Dataset entries
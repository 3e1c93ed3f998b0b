//! Shared fixtures for integration tests.
#![allow(dead_code)]

use aqueduct::device::{Device, DeviceDescriptor};
use aqueduct::transport::mock::{MockHandle, MockLink};
use aqueduct::transport::{Framing, RequestOptions, Transport, TransportSettings};
use aqueduct::{ClientConfig, Session};
use serde_json::{json, Value};

pub const USER: &str = "bench";

pub fn setup_entry(device_id: u64, interface: u8, channels: usize) -> Value {
    json!({
        "base": {
            "user_id": USER,
            "device_id": device_id,
            "name": format!("DEV{device_id}"),
            "type": "PP",
            "interface": interface,
        },
        "live": vec![json!({}); channels],
    })
}

pub fn mock_session(framing: Framing) -> (Session, MockHandle) {
    let link = MockLink::with_framing(framing);
    let handle = link.handle();
    let mut config = ClientConfig::default();
    config.server.user_id = USER.to_string();
    config.transport.framing = framing;
    config.transport.max_attempts = 3;
    config.transport.socket_delay_ms = 0;
    config.pid.sync_attempts = 3;
    let transport = Transport::from_link(link, TransportSettings::from(&config.transport));
    (Session::from_transport(config, transport), handle)
}

pub fn mock_device(device_id: u64, interface: u8, channels: usize) -> (Device, MockHandle) {
    let (session, handle) = mock_session(Framing::Raw);
    let descriptor = DeviceDescriptor::from_setup_entry(&setup_entry(device_id, interface, channels))
        .expect("valid setup entry");
    let mut device = session.device(descriptor);
    device.set_command_delay(std::time::Duration::ZERO);
    device.set_request_options(RequestOptions::default().with_attempts(3));
    (device, handle)
}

#### DESCRIPTION OF THE TASK:
Write out exactly the final stretch of the records: the line containing "let mut config = ClientConfig::default();" and every line after it, through the last, and nothing else.

#### EXERCISE RESULT:
    let mut config = ClientConfig::default();
    config.server.user_id = USER.to_string();
    config.transport.framing = framing;
    config.transport.max_attempts = 3;
    config.transport.socket_delay_ms = 0;
    config.pid.sync_attempts = 3;
    let transport = Transport::from_link(link, TransportSettings::from(&config.transport));
    (Session::from_transport(config, transport), handle)
}

pub fn mock_device(device_id: u64, interface: u8, channels: usize) -> (Device, MockHandle) {
    let (session, handle) = mock_session(Framing::Raw);
    let descriptor = DeviceDescriptor::from_setup_entry(&setup_entry(device_id, interface, channels))
        .expect("valid setup entry");
    let mut device = session.device(descriptor);
    device.set_command_delay(std::time::Duration::ZERO);
    device.set_request_options(RequestOptions::default().with_attempts(3));
    (device, handle)
}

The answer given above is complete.